There's other work happening with resource control, so part of the investigation should consider any conflicts, or other downsides.

@benzea


Metadata Update from @chrismurphy:
- Issue tagged with: pending-action

2 years ago

I would prefer that if we decide to do this, we should make this a default for all variants unless someone specifically wants to opt-out. Pretty much everything I have read on this seems to indicate the downsides are relatively minimal across the board.

I believe that this issue can be considered entirely independent from other resource control problems.

Personally, I am wondering a bit how exactly preemption helps here. Is the problem here that spinning up another core is costly, so we should preempt kernel tasks in order to run userspace earlier? i.e.:

CPU0: [kernel input] -> [other kernel task] -> userspace input -> ...
vs. with preemption:
CPU0: [kernel input] -> userspace input -> [other kernel task] -> ...

I've asked Tejun Heo about this, and he's confirmed there shouldn't be any impact on resource control specifically (and if there is, it's a bug we should fix).

I expect for the desktop case, it is a win across the board. There are certain server workloads where it can be a problem. I am not particularly comfortable switching defaults in the middle of a stable release though, particularly when we have so much testing with preempt voluntary (RHEL uses voluntary as well, and does a lot more performance testing than we do). Hopefully we can get a patch which lets us keep the default and still use dynamic so that F33/F34 users will benefit.

Wouldn't it make sense for these to be configurable through the tuning daemon (tuned)? That seems like what this is for...

BTW, this is how to change preempt on-the fly:

# cat /sys/kernel/debug/sched_preempt
(none) voluntary full

# echo full > /sys/kernel/debug/sched_preempt

# cat /sys/kernel/debug/sched_preempt
none voluntary (full) 

Would be nice to make preemptctl.

Sounds like Workstation should switch to preempt for F35.

I agree with Justin that there's no strong reason to make major changes like this in a stable release.

Wouldn't it make sense for these to be configurable through the tuning daemon (tuned)? That seems like what this is for...

We do not install tuned in Workstation.

We do not install tuned in Workstation.

why not?
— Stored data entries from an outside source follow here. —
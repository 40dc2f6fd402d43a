pub mod core;

pub use self::core::CoreError;
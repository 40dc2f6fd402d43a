use crate::container::Container;
use crate::errors::CoreError;

/// Service provider trait for wiring services into a container.
pub trait ServiceProvider: Send + Sync {
    /// Provider name for identification
    fn name(&self) -> &'static str;

    /// Register services in the container.
    /// Called once during the registration phase; all side effects are
    /// container mutations.
    fn register(&self, container: &mut Container) -> Result<(), CoreError>;

    /// Boot the provider after all providers are registered.
    /// Default implementation does nothing.
    fn boot(&self, container: &Container) -> Result<(), CoreError> {
        let _ = container;
        Ok(())
    }

    /// Provider description
    fn description(&self) -> Option<&'static str> {
        None
    }
}
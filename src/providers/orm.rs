//! ORM bootstrap provider.
//!
//! Validates the caller-installed connection, applies option defaults,
//! and publishes the lazy configuration and entity-manager factories.

use crate::cache::{CacheBackend, MemoryBackend};
use crate::config::OrmConfiguration;
use crate::connection::ConnectionHandle;
use crate::container::Container;
use crate::errors::CoreError;
use crate::loader::{NamespaceIndex, SymbolRegistry};
use crate::manager::EntityManager;
use crate::metadata::{driver_for_source, DriverChain, MetadataSource};
use crate::providers::ServiceProvider;
use std::path::PathBuf;
use std::sync::Arc;
use tracing::debug;

/// Container keys owned by the ORM provider.
pub mod keys {
    /// Caller-installed [`crate::connection::ConnectionHandle`]. Precondition.
    pub const DB: &str = "db";
    /// `Vec<MetadataSource>` declaring where mapping metadata lives
    pub const ENTITIES: &str = "db.orm.entities";
    /// `PathBuf` where generated proxy code is written
    pub const PROXIES_DIR: &str = "db.orm.proxies_dir";
    /// `String` logical namespace for generated proxies
    pub const PROXIES_NAMESPACE: &str = "db.orm.proxies_namespace";
    /// `bool` regenerate proxies automatically vs. pre-built
    pub const AUTO_GENERATE_PROXIES: &str = "db.orm.auto_generate_proxies";
    /// `Arc<dyn CacheBackend>` backing the metadata and query caches
    pub const CACHE: &str = "db.orm.cache";
    /// Lazy shared `OrmConfiguration`
    pub const CONFIG: &str = "db.orm.config";
    /// Lazy shared `EntityManager`
    pub const ENTITY_MANAGER: &str = "db.orm.em";
}

/// Conventional default lookup root for entity sources.
pub const DEFAULT_ENTITY_PATH: &str = "entities";

/// Conventional default namespace for entity sources.
pub const DEFAULT_ENTITY_NAMESPACE: &str = "entities";

/// Conventional directory generated proxies are written to.
pub const DEFAULT_PROXY_DIR: &str = "cache/orm/proxies";

/// Conventional namespace for generated proxies.
pub const DEFAULT_PROXY_NAMESPACE: &str = "OrmProxy";

/// Bootstrap registrar for the ORM layer.
///
/// `register` checks the connection precondition, fills unset options with
/// their defaults, and installs two lazy shared values: the configuration
/// object under [`keys::CONFIG`] and the entity manager under
/// [`keys::ENTITY_MANAGER`]. Both are built on first access and memoized;
/// a failed build is surfaced to the caller and retried on the next access.
pub struct OrmServiceProvider {
    symbols: Arc<dyn SymbolRegistry>,
}

impl OrmServiceProvider {
    /// Create a provider with its own in-process namespace index
    pub fn new() -> Self {
        Self::with_symbol_registry(Arc::new(NamespaceIndex::new()))
    }

    /// Create a provider publishing namespace locations into an external
    /// registry
    pub fn with_symbol_registry(registry: Arc<dyn SymbolRegistry>) -> Self {
        Self { symbols: registry }
    }

    /// The side table namespace/path pairs are recorded into
    pub fn symbol_registry(&self) -> &Arc<dyn SymbolRegistry> {
        &self.symbols
    }

    /// Set each recognized option to its default unless the caller already
    /// set it. A caller may override any subset without restating the rest.
    fn apply_defaults(&self, container: &mut Container) {
        if !container.contains(keys::ENTITIES) {
            debug!(
                path = DEFAULT_ENTITY_PATH,
                namespace = DEFAULT_ENTITY_NAMESPACE,
                "defaulting entity sources to a single annotation source"
            );
            container.insert(
                keys::ENTITIES,
                vec![MetadataSource::annotation(
                    DEFAULT_ENTITY_PATH,
                    DEFAULT_ENTITY_NAMESPACE,
                )],
            );
        }
        if !container.contains(keys::PROXIES_DIR) {
            container.insert(keys::PROXIES_DIR, PathBuf::from(DEFAULT_PROXY_DIR));
        }
        if !container.contains(keys::PROXIES_NAMESPACE) {
            container.insert(keys::PROXIES_NAMESPACE, DEFAULT_PROXY_NAMESPACE.to_string());
        }
        if !container.contains(keys::AUTO_GENERATE_PROXIES) {
            container.insert(keys::AUTO_GENERATE_PROXIES, true);
        }
        if !container.contains(keys::CACHE) {
            let cache: Arc<dyn CacheBackend> = Arc::new(MemoryBackend::new());
            container.insert(keys::CACHE, cache);
        }
    }

    /// Install the lazy configuration factory.
    ///
    /// Deferred so options overridden after `register` but before first use
    /// still take effect.
    fn register_configuration(&self, container: &mut Container) {
        let symbols = Arc::clone(&self.symbols);
        container.share(keys::CONFIG, move |c: &Container| {
            debug!("building ORM configuration");

            let cache = c.get::<Arc<dyn CacheBackend>>(keys::CACHE)?;
            let mut config = OrmConfiguration::new();
            config.set_metadata_cache(Arc::clone(&*cache));
            config.set_query_cache(Arc::clone(&*cache));

            let sources = c.get::<Vec<MetadataSource>>(keys::ENTITIES)?;
            let mut chain = DriverChain::new();
            for source in sources.iter() {
                let driver = driver_for_source(source)?;
                debug!(
                    namespace = %source.namespace,
                    kind = %source.kind,
                    "attaching metadata driver"
                );
                chain.add_driver(driver, source.namespace.clone());
                symbols.register_namespace(&source.namespace, &source.paths);
            }
            config.set_metadata_driver(chain);

            config.set_proxy_dir((*c.get::<PathBuf>(keys::PROXIES_DIR)?).clone());
            config.set_proxy_namespace((*c.get::<String>(keys::PROXIES_NAMESPACE)?).clone());
            config.set_auto_generate_proxies(*c.get::<bool>(keys::AUTO_GENERATE_PROXIES)?);

            Ok(config)
        });
    }

    /// Install the lazy entity-manager factory.
    fn register_entity_manager(&self, container: &mut Container) {
        container.share(keys::ENTITY_MANAGER, |c: &Container| {
            let connection = c.get::<ConnectionHandle>(keys::DB)?;
            let configuration = c.get::<OrmConfiguration>(keys::CONFIG)?;
            debug!(driver = connection.driver_name(), "constructing entity manager");
            Ok(EntityManager::create((*connection).clone(), configuration))
        });
    }
}

impl Default for OrmServiceProvider {
    fn default() -> Self {
        Self::new()
    }
}

impl ServiceProvider for OrmServiceProvider {
    fn name(&self) -> &'static str {
        "orm"
    }

    fn register(&self, container: &mut Container) -> Result<(), CoreError> {
        // Precondition first: nothing is installed when it fails.
        container.get::<ConnectionHandle>(keys::DB).map_err(|_| {
            CoreError::invalid_connection(format!(
                "'{}' must hold a ConnectionHandle before the ORM provider registers",
                keys::DB
            ))
        })?;

        self.apply_defaults(container);
        self.register_configuration(container);
        self.register_entity_manager(container);
        Ok(())
    }

    fn description(&self) -> Option<&'static str> {
        Some("Wires a lazily-built ORM configuration and entity manager into the container")
    }
}

#[cfg(test)]
mod tests {
    use super::*;
    use crate::connection::Connection;

    #[derive(Debug)]
    struct StubConnection;

    impl Connection for StubConnection {
        fn driver_name(&self) -> &str {
            "stub"
        }

        fn is_open(&self) -> bool {
            true
        }
    }

    fn container_with_connection() -> Container {
        let mut container = Container::new();
        container.insert(keys::DB, ConnectionHandle::new(StubConnection));
        container
    }

    #[test]
    fn register_fails_without_a_connection() {
        let mut container = Container::new();
        let err = OrmServiceProvider::new()
            .register(&mut container)
            .unwrap_err();

        assert!(err.is_invalid_connection());
        assert!(container.is_empty());
    }

    #[test]
    fn register_fails_when_db_holds_the_wrong_type() {
        let mut container = Container::new();
        container.insert(keys::DB, "not a connection".to_string());

        let err = OrmServiceProvider::new()
            .register(&mut container)
            .unwrap_err();

        assert!(err.is_invalid_connection());
        assert!(!container.contains(keys::CONFIG));
        assert!(!container.contains(keys::ENTITY_MANAGER));
    }

    #[test]
    fn register_applies_defaults_for_unset_options() {
        let mut container = container_with_connection();
        OrmServiceProvider::new().register(&mut container).unwrap();

        let sources = container.get::<Vec<MetadataSource>>(keys::ENTITIES).unwrap();
        assert_eq!(
            *sources,
            vec![MetadataSource::annotation(
                DEFAULT_ENTITY_PATH,
                DEFAULT_ENTITY_NAMESPACE
            )]
        );
        assert_eq!(
            *container.get::<PathBuf>(keys::PROXIES_DIR).unwrap(),
            PathBuf::from(DEFAULT_PROXY_DIR)
        );
        assert_eq!(
            *container.get::<String>(keys::PROXIES_NAMESPACE).unwrap(),
            DEFAULT_PROXY_NAMESPACE
        );
        assert!(*container.get::<bool>(keys::AUTO_GENERATE_PROXIES).unwrap());
        assert!(container.contains(keys::CACHE));
        assert!(container.contains(keys::CONFIG));
        assert!(container.contains(keys::ENTITY_MANAGER));
    }

    #[test]
    fn register_preserves_caller_overrides() {
        let mut container = container_with_connection();
        container.insert(keys::PROXIES_DIR, PathBuf::from("target/proxies"));
        container.insert(keys::AUTO_GENERATE_PROXIES, false);

        OrmServiceProvider::new().register(&mut container).unwrap();

        assert_eq!(
            *container.get::<PathBuf>(keys::PROXIES_DIR).unwrap(),
            PathBuf::from("target/proxies")
        );
        assert!(!*container.get::<bool>(keys::AUTO_GENERATE_PROXIES).unwrap());
        // untouched options still got their defaults
        assert_eq!(
            *container.get::<String>(keys::PROXIES_NAMESPACE).unwrap(),
            DEFAULT_PROXY_NAMESPACE
        );
    }
}
use std::collections::TryReserveError;

use thiserror::Error;

#[derive(Debug, Error)]
pub enum SdfError {
    #[error("Invalid bitmap dimensions: The data length must be at least {0} = {1}, but is equal to {2}.")]
    InvalidDataDimensions(&'static str, usize, usize),

    #[error("Images must be at least 2x2 pixels, but {0}x{1} was provided.")]
    ImageTooSmall(usize, usize),

    #[error("The row stride ({stride}) must not be smaller than the image width ({width}).")]
    InvalidStride { stride: usize, width: usize },

    #[error("Radius values must be positive and finite, but {0} was provided.")]
    InvalidRadius(f32),

    #[error("Output is {0}x{1} pixels, but the input is {2}x{3}.")]
    MismatchedDimensions(usize, usize, usize, usize),

    #[error("Scratch grid is sized for {0}x{1} pixels, but the input is {2}x{3}.")]
    InvalidScratchSize(usize, usize, usize, usize),

    #[error("Channel {0} is out of range for pixels with {1} component(s).")]
    InvalidChannel(usize, usize),

    #[error("Unable to allocate scratch space for {pixels} pixels: {source}")]
    ScratchAllocation {
        pixels: usize,
        #[source]
        source: TryReserveError,
    },
}
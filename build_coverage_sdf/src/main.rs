//! This binary crate provides a CLI utility for batch converting a directory of raw coverage
//! bitmaps into signed distance fields. It's just a frontend to
//! [coverage_sdf](../coverage_sdf/index.html); check that out for the technical details of
//! how the fields are generated.
//!
//! ## Usage
//!
//! Bitmaps are read as headerless `.raw` files of interleaved 8-bit samples, so their layout
//! has to be described in a JSON manifest keyed by file name:
//!
//! ```json
//! {"glyph_a.raw": {"width": 64, "height": 64, "components": 4}}
//! ```
//!
//! `components` defaults to 1 (a single coverage channel). Each selected channel is replaced
//! with its distance field and the result is written to `out_dir` under the same file name.
//! By default only the last channel (alpha, for RGBA data) is converted. Existing outputs are
//! skipped unless `--overwrite` is given.
//!
//! ```
//! $ build_coverage_sdf /path/to/in_dir /path/to/out_dir --manifest manifest.json --radius 16
//! ```

use std::collections::HashMap;
use std::error::Error;
use std::{
    fs::{self, create_dir_all, read_dir},
    path::{Path, PathBuf},
    sync::atomic::{AtomicUsize, Ordering},
    thread,
    time::Instant,
};

use clap::{command, crate_description, crate_version, value_parser, Arg, Command};
use coverage_sdf::{bake_channels, check_interleaved, CoverageImage, FieldEncoding, NarrowBand, SdfError};
use serde::Deserialize;
use spmc::{channel, Receiver};

static TOTAL_FIELDS_RENDERED: AtomicUsize = AtomicUsize::new(0);

/// Layout of one headerless bitmap, as listed in the manifest.
#[derive(Clone, Copy, Debug, Deserialize, PartialEq, Eq)]
struct RawLayout {
    width: usize,
    height: usize,
    #[serde(default = "default_components")]
    components: usize,
}

fn default_components() -> usize {
    1
}

#[derive(Clone, Copy, Debug)]
enum Generator {
    /// The full distance transform, recording distances out to the band radii.
    Transform(NarrowBand),
    /// The single pass, √2 pixel band estimate.
    SinglePass,
}

#[derive(Clone, Debug)]
struct Settings {
    generator: Generator,
    /// Channel indices to convert; the last channel of each bitmap when unset.
    channels: Option<Vec<usize>>,
}

struct Job {
    path: PathBuf,
    file_name: String,
    layout: RawLayout,
}

/// Parses a comma separated list of channel names (`r`, `g`, `b`, `a`) into indices.
fn parse_channels(list: &str) -> Result<Vec<usize>, String> {
    list.split(',')
        .map(|name| match name.trim() {
            "r" => Ok(0),
            "g" => Ok(1),
            "b" => Ok(2),
            "a" => Ok(3),
            other => Err(format!("Unknown channel '{other}'; expected r, g, b or a.")),
        })
        .collect()
}

/// Converts the selected channels of a single bitmap.
fn render_field(
    mut pixels: Vec<u8>,
    layout: RawLayout,
    settings: &Settings,
) -> Result<Vec<u8>, SdfError> {
    let RawLayout {
        width,
        height,
        components,
    } = layout;
    let channels = settings
        .channels
        .clone()
        .unwrap_or_else(|| vec![components.saturating_sub(1)]);

    match settings.generator {
        Generator::Transform(band) => {
            bake_channels(&mut pixels, width, height, components, &channels, &band)?;
        }
        Generator::SinglePass => {
            check_interleaved(pixels.len(), width, height, components, &channels)?;

            // The single pass generator can't work in place, so each channel is copied out.
            for &channel in &channels {
                let plane: Vec<u8> = pixels
                    .iter()
                    .skip(channel)
                    .step_by(components)
                    .copied()
                    .collect();
                let field = CoverageImage::packed(&plane, width, height)?.render_coverage_field()?;

                for (dst, src) in pixels.iter_mut().skip(channel).step_by(components).zip(field) {
                    *dst = src;
                }
            }
        }
    }

    Ok(pixels)
}

/// A worker function that converts raw bitmaps to distance fields.
///
/// Each field is written to `<base_out_dir>/<file name>`, keeping the layout of its input.
fn render_worker(
    base_out_dir: PathBuf,
    overwrite: bool,
    settings: Settings,
    rx: Receiver<Option<Job>>,
) {
    while let Ok(Some(job)) = rx.recv() {
        let out_path = base_out_dir.join(&job.file_name);
        if !overwrite && Path::exists(&out_path) {
            println!("Skipped {}", job.path.display());
            continue;
        }

        println!("Processing {}", job.path.display());

        let result = fs::read(&job.path)
            .map_err(Box::<dyn Error>::from)
            .and_then(|pixels| render_field(pixels, job.layout, &settings).map_err(Box::from));

        match result {
            Ok(field) => {
                fs::write(&out_path, field).expect("Unable to write distance field");
                TOTAL_FIELDS_RENDERED.fetch_add(1, Ordering::Relaxed);
            }
            Err(e) => {
                println!("ERROR: Failed to render {}: {}", job.path.display(), e)
            }
        }
    }
}

fn cli() -> Command<'static> {
    command!()
        .version(crate_version!())
        .before_help(crate_description!())
        .arg(Arg::new("IN_DIR")
            .help("Sets the source directory to be scanned for raw coverage bitmaps (*.raw)")
            .required(true)
            .index(1))
        .arg(Arg::new("OUT_DIR")
            .help("Sets the output directory in which the distance fields will be placed (using the same file names as the inputs)")
            .required(true)
            .index(2))
        .arg(Arg::new("MANIFEST")
            .help("Path to a JSON file describing the layout of each bitmap, like so: {\"glyph.raw\": {\"width\": 64, \"height\": 64, \"components\": 4}}")
            .required(true)
            .short('m')
            .long("manifest")
            .takes_value(true))
        .arg(Arg::new("RADIUS")
            .help("Radius of the narrow band in pixels; distances further from the outline are clamped")
            .short('r')
            .long("radius")
            .takes_value(true)
            .value_parser(value_parser!(u16).range(1..=256))
            .default_value("64"))
        .arg(Arg::new("INSIDE_RADIUS")
            .help("Radius of the narrow band inside the shape, if it should differ from the outside radius (only used by --signed)")
            .long("inside-radius")
            .takes_value(true)
            .value_parser(value_parser!(u16).range(1..=256)))
        .arg(Arg::new("CHANNELS")
            .help("Comma separated list of channels to convert (r, g, b, a); defaults to the last channel of each bitmap")
            .short('c')
            .long("channels")
            .takes_value(true)
            .value_parser(parse_channels))
        .arg(Arg::new("SIGNED")
            .help("Encode distances inside the shape above 128 and distances outside below it, instead of the classic encoding where both sides fall off to 0")
            .long("signed")
            .takes_value(false))
        .arg(Arg::new("FAST")
            .help("Use the single pass generator, which only records distances within about 1.4 pixels of the outline")
            .long("fast")
            .takes_value(false)
            .conflicts_with_all(&["SIGNED", "RADIUS", "INSIDE_RADIUS"]))
        .arg(Arg::new("OVERWRITE")
            .help("Overwrite existing distance fields; by default, any bitmap with a matching file in the output directory is skipped. Note that the contents of the file are not inspected; only the name.")
            .long("overwrite")
            .takes_value(false))
}

fn main() {
    let matches = cli().get_matches();

    let in_dir = Path::new(matches.get_one::<String>("IN_DIR").unwrap());
    let out_dir = PathBuf::from(matches.get_one::<String>("OUT_DIR").unwrap());
    let overwrite = matches.is_present("OVERWRITE");

    let manifest_path = matches.get_one::<String>("MANIFEST").unwrap();
    let manifest: HashMap<String, RawLayout> =
        serde_json::from_slice(&fs::read(manifest_path).expect("Unable to read manifest."))
            .expect("Unable to parse manifest.");

    let generator = if matches.is_present("FAST") {
        Generator::SinglePass
    } else {
        let radius = f32::from(*matches.get_one::<u16>("RADIUS").unwrap());
        let inside_radius = matches
            .get_one::<u16>("INSIDE_RADIUS")
            .map_or(radius, |r| f32::from(*r));
        let encoding = if matches.is_present("SIGNED") {
            FieldEncoding::Signed
        } else {
            FieldEncoding::Unsigned
        };
        Generator::Transform(
            NarrowBand::new(radius, inside_radius)
                .expect("Invalid radius")
                .with_encoding(encoding),
        )
    };
    let settings = Settings {
        generator,
        channels: matches.get_one::<Vec<usize>>("CHANNELS").cloned(),
    };

    create_dir_all(&out_dir).expect("Unable to create output directory");

    let (mut tx, rx) = channel();
    let num_threads = num_cpus::get();
    println!("Starting {} worker threads...", num_threads);

    let join_handles: Vec<_> = (0..num_threads)
        .map(|_| {
            let out_dir = out_dir.clone();
            let settings = settings.clone();
            let rx = rx.clone();
            thread::spawn(move || render_worker(out_dir, overwrite, settings, rx))
        })
        .collect();

    let render_start = Instant::now();

    for dir_entry in read_dir(in_dir)
        .expect("Unable to open input directory")
        .flatten()
    {
        let path = dir_entry.path();
        if !path.is_file() || path.extension().map_or(true, |extension| extension != "raw") {
            continue;
        }

        let Some(file_name) = path.file_name().and_then(|name| name.to_str()) else {
            println!("ERROR: Skipping non UTF-8 file name {}", path.display());
            continue;
        };

        match manifest.get(file_name) {
            Some(layout) => {
                let job = Job {
                    file_name: file_name.to_string(),
                    layout: *layout,
                    path: path.clone(),
                };
                tx.send(Some(job))
                    .expect("Unable to push job to thread worker");
            }
            None => println!("ERROR: No manifest entry for {}", path.display()),
        }
    }

    for _ in 0..num_threads {
        // Sentinel value to signal the end of the work pool for each thread
        tx.send(None)
            .expect("Unable to push completion job to thread worker");
    }

    for handle in join_handles {
        handle.join().unwrap();
    }

    let total_fields_rendered = TOTAL_FIELDS_RENDERED.load(Ordering::Relaxed);
    let render_duration = render_start.elapsed();

    if total_fields_rendered > 0 {
        let duration_per_field = render_duration / total_fields_rendered as u32;

        println!(
            "Rendered {} distance field(s) in {:?} ({:?}/field)",
            total_fields_rendered, render_duration, duration_per_field
        );
    }
}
It's easy to do this.

Nobody has ever proposed it afaik.

/sys/kernel/debug/sched_preempt

debugfs is subject to kernel lockdown, which is in effect for UEFI Secure Boot systems, so currently it can't be checked or changed during runtime.

[  531.180062] Lockdown: cat: debugfs access is restricted; see man kernel_lockdown.7

Hmm, apparently there's now a GUI applet for tuned made by @xvitaly: https://github.com/EasyCoding/tuned-switcher

Hmm, apparently there's now a GUI applet for tuned made by @xvitaly: https://github.com/EasyCoding/tuned-switcher

System tray applet is fully functional:

  • full D-Bus support;
  • profile monitoring (will report if another application changes the profile);
  • easy profile switching;
  • shows currently selected profile;
  • supports automatic mode.

Screenshots:

Screenshot

GUI version is still in development.

Packaged and can be installed via sudo dnf install tuned-switcher.

The workstation UI for such things is in the control-center

The workstation UI for such things is in the control-center

power-profiles-daemon devs said that it will not work on desktop Ryzen PC's for example. And it doesn't work not only on desktop Ryzens. Maybe just at this moment and this temporary, so this is JFYI.

This ticket is tagged with pending-action and the F35 milestone. What needs to be done?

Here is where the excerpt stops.